On 29-04-2012 00:18, Manu wrote:
On 28 April 2012 21:47, Walter Bright <newshou...@digitalmars.com
<mailto:newshou...@digitalmars.com>> wrote:

    Andrei and I had a fun discussion last night about this question.
    The idea was which features in D are redundant and/or do not add
    significant value?

    A couple already agreed upon ones are typedef and the cfloat,
    cdouble and creal types.

    What's your list?


I personally find the wealth of features in D to be one of it's major
selling points. It helps simplify user code a lot, but I think there is
room for some things to be more consistent:

* version refuses to allow boolean logic, I need boolean logic, thus
version is redundant to me. I find myself using static if almost
exclusively in its place. I like the *idea*, but it's un-usably limited.

+1.

* Consolidation of meta/introspection: __traits(), std.traits, is(), and
a few other tricks, I often don't know where I should look to perform a
particular introspection task. __traits is unsightly, it looks more like
a hack rather than a feature, but it fills perhaps one of the most vital
roles in the language.
* D has a lot of attributes, many of which I haven't used + don't
understand.

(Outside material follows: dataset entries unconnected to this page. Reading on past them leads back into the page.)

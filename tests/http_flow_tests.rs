//! End-to-end: the uploader talks to a running server backed by the local store.

use std::collections::HashMap;
use std::sync::Arc;

use tokio::sync::mpsc;

use lms_uploads::client::{DropConstraints, HttpBackend, LocalFile, Phase, UploadError, Uploader};
use lms_uploads::config::{
    AuthConfig, Config, GuardConfig, NodeConfig, StorageConfig, UploadConfig,
};
use lms_uploads::deletion::DeleteOutcome;
use lms_uploads::guard::{GuardMode, RATE_LIMIT_MESSAGE};
use lms_uploads::object_store::{LocalStore, ObjectStore};
use lms_uploads::{api, AppState};

const TOKEN: &str = "flow-session";

struct TestServer {
    base_url: String,
    store: Arc<LocalStore>,
    _dir: tempfile::TempDir,
}

async fn spawn_server(max_requests: u32) -> TestServer {
    let dir = tempfile::tempdir().unwrap();
    let listener = tokio::net::TcpListener::bind("127.0.0.1:0").await.unwrap();
    let addr = listener.local_addr().unwrap();
    let base_url = format!("http://{addr}");

    let config = Config {
        auth: AuthConfig {
            sessions: HashMap::from([(TOKEN.to_string(), "author-1".to_string())]),
        },
        guard: GuardConfig {
            mode: GuardMode::Live,
            window_seconds: 60,
            max_requests,
        },
        node: NodeConfig {
            bind_address: addr.to_string(),
            public_base_url: base_url.clone(),
        },
        storage: StorageConfig {
            local_storage_path: dir.path().to_string_lossy().to_string(),
            local_signing_secret: "flow-secret".to_string(),
            ..Default::default()
        },
        upload: UploadConfig::default(),
    };

    let store = Arc::new(
        LocalStore::new(dir.path(), &base_url, config.storage.local_signing_secret.as_bytes())
            .unwrap(),
    );
    let state = Arc::new(AppState::new(config, store.clone(), Some(store.clone())));
    let app = api::create_router(state);
    tokio::spawn(async move {
        axum::serve(listener, app).await.unwrap();
    });

    TestServer {
        base_url,
        store,
        _dir: dir,
    }
}

fn uploader(server: &TestServer, token: &str) -> Uploader<HttpBackend> {
    let (tx, _rx) = mpsc::unbounded_channel();
    let backend = HttpBackend::new(&server.base_url, token).unwrap();
    Uploader::new(backend, DropConstraints::default(), tx)
}

#[tokio::test]
async fn test_upload_then_delete_over_http() {
    let server = spawn_server(5).await;
    let mut uploader = uploader(&server, TOKEN);

    // Several chunks so progress is reported along the way
    let data: Vec<u8> = (0..204_800u32).map(|i| (i % 251) as u8).collect();
    let phase = uploader
        .on_drop(vec![LocalFile::new("cover.png", "image/png", data.clone())])
        .await;

    assert_eq!(phase, Phase::Uploaded);
    let key = uploader.state().storage_key.clone().unwrap();
    assert!(key.ends_with("-cover.png"));
    assert_eq!(uploader.state().progress_percent, 100);
    assert_eq!(server.store.get(&key).await.unwrap().as_ref(), &data[..]);

    assert_eq!(uploader.delete().await.unwrap(), DeleteOutcome::Deleted);
    assert_eq!(uploader.state().phase, Phase::Idle);
    assert!(!server.store.exists(&key).await.unwrap());
}

#[tokio::test]
async fn test_rate_limited_grant_surfaces_message() {
    let server = spawn_server(1).await;
    let mut uploader = uploader(&server, TOKEN);
    let file = LocalFile::new("a.png", "image/png", vec![1u8; 32]);

    assert_eq!(uploader.on_drop(vec![file.clone()]).await, Phase::Uploaded);
    uploader.delete().await.unwrap();

    uploader.select(vec![file]).unwrap();
    assert_eq!(
        uploader.upload().await,
        Err(UploadError::RateLimited(RATE_LIMIT_MESSAGE.to_string()))
    );
    assert_eq!(uploader.state().phase, Phase::Error);
}

#[tokio::test]
async fn test_unknown_session_is_unauthorized() {
    let server = spawn_server(5).await;
    let mut uploader = uploader(&server, "not-a-session");

    uploader
        .select(vec![LocalFile::new("a.png", "image/png", vec![1u8; 32])])
        .unwrap();
    assert_eq!(uploader.upload().await, Err(UploadError::Unauthorized));
}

I suspect many of them could be removed and implemented in
the library with a proper user attribute system (which would be really
useful to compliment D's introspection anyway). This would also free
those keywords when those libraries aren't imported/used.
* I don't know the value of AA's in the language, I've only used them
once or twice. Because AA's can be implemented in numerous ways (map,
hash table, etc), and may be ordered or unordered, the the choice of
which to use is actually important to the problem more often than not.
As long as the same convenience can be achieved in the library (literal
expression?), maybe it should be there.